Monday I pulled 500×4, 435×11 and 315×20 Then I did three sets of 5 pullups with 50 pounds on my belt. That morning I did a little over a mile of HIIT style run/jogging and 30 minutes of steady state on the elliptical.
Tuesday morning I did some HIIT on the elliptical, then worked up to 200×4 on the military press, 95 x 3 x 12 on the oly bar curl and bw +50 x 3 x 10 on the dip.
Tuesday night I went to hapkido practice and then did 30 minutes of gentle cardio on the elliptical before bed.
This morning I dida couple miles on the treadmill in a pathetic elapsed time and tonight I worked up to 385 x 3, 3, 9 on the parallel box squat, which is a PR.

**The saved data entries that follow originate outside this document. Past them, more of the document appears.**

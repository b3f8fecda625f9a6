//! Comparison orchestration.

use crate::error::{Result, TspError};
use crate::exact::ExactSolver;
use crate::matrix::CostMatrix;
use crate::nearest::NearestNeighborSolver;
use crate::solver::TourSolver;
use crate::timing::{measure, Timed};
use crate::tour::SolveResult;
use crate::CityIndex;

#[cfg(feature = "serde")]
use serde::{Deserialize, Serialize};

/// Timed results of both solvers on one instance.
#[derive(Debug, Clone, PartialEq)]
#[cfg_attr(feature = "serde", derive(Serialize, Deserialize))]
pub struct ComparisonReport {
    /// Heuristic tour, cost and time.
    pub heuristic: Timed<SolveResult>,

    /// Exact tour, cost and time.
    pub exact: Timed<SolveResult>,
}

/// Runs a heuristic and an exact solver back to back.
///
/// Defaults to [`NearestNeighborSolver`] and [`ExactSolver`].
///
/// # Examples
///
/// ```
/// use u_tsp::compare::Comparator;
/// use u_tsp::matrix::CostMatrix;
///
/// let m = CostMatrix::from_rows(vec![
///     vec![0.0, 5.0],
///     vec![5.0, 0.0],
/// ]).unwrap();
///
/// let report = Comparator::new().compare(&m, 0).unwrap();
/// assert_eq!(report.heuristic.result.total_cost, 10.0);
/// assert_eq!(report.exact.result.total_cost, 10.0);
/// ```
#[derive(Debug, Clone, Default)]
pub struct Comparator<H = NearestNeighborSolver, E = ExactSolver> {
    heuristic: H,
    exact: E,
}

impl Comparator {
    pub fn new() -> Self {
        Self::default()
    }
}

impl<H: TourSolver, E: TourSolver> Comparator<H, E> {
    /// Uses custom solvers for either side.
    pub fn with_solvers(heuristic: H, exact: E) -> Self {
        Self { heuristic, exact }
    }

    /// Solves `matrix` from `start` with both solvers, heuristic first.
    ///
    /// Fails with [`TspError::IndexOutOfRange`] before running anything if
    /// `start` is not a city of `matrix`.
    pub fn compare(&self, matrix: &CostMatrix, start: CityIndex) -> Result<ComparisonReport> {
        if !matrix.contains(start) {
            return Err(TspError::IndexOutOfRange {
                index: start,
                size: matrix.size(),
            });
        }

        log::debug!(
            "comparing {} and {} on {} cities from {start}",
            self.heuristic.name(),
            self.exact.name(),
            matrix.size()
        );

        let heuristic = measure(|| self.heuristic.solve(matrix, start));
        log::debug!(
            "{}: cost {} in {:.3} ms",
            self.heuristic.name(),
            heuristic.result.total_cost,
            heuristic.elapsed_ms
        );

        let exact = measure(|| self.exact.solve(matrix, start));
        log::debug!(
            "{}: cost {} in {:.3} ms",
            self.exact.name(),
            exact.result.total_cost,
            exact.elapsed_ms
        );

        Ok(ComparisonReport { heuristic, exact })
    }
}

/// Validates a raw grid and compares nearest-neighbor against exact search.
///
/// # Examples
///
/// ```
/// use u_tsp::solve_tsp;
///
/// let report = solve_tsp(
///     vec![
///         vec![0.0, 1.0, 4.0],
///         vec![1.0, 0.0, 2.0],
///         vec![4.0, 2.0, 0.0],
///     ],
///     0,
/// ).unwrap();
/// assert_eq!(report.heuristic.result.tour.as_slice(), &[0, 1, 2, 0]);
/// assert_eq!(report.exact.result.total_cost, 7.0);
/// ```
pub fn solve_tsp(rows: Vec<Vec<f64>>, start: CityIndex) -> Result<ComparisonReport> {
    let matrix = CostMatrix::from_rows(rows)?;
    Comparator::new().compare(&matrix, start)
}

For rep work I did safety bar with a ton of reverse band tension. We set it up a little different and I shall refer to it as the Scoops setup. Basically you just rig up the bands in our Crepinsek rack so you’re getting pulled forward a little by the bands.I did 310 for 12 reps and then banged out 9 more with 260 as a drop set. I have a video that shows a little bit of the setup but gives you a good idea of how upright this and tight it forced me to be. I’ll post it when I figure out how.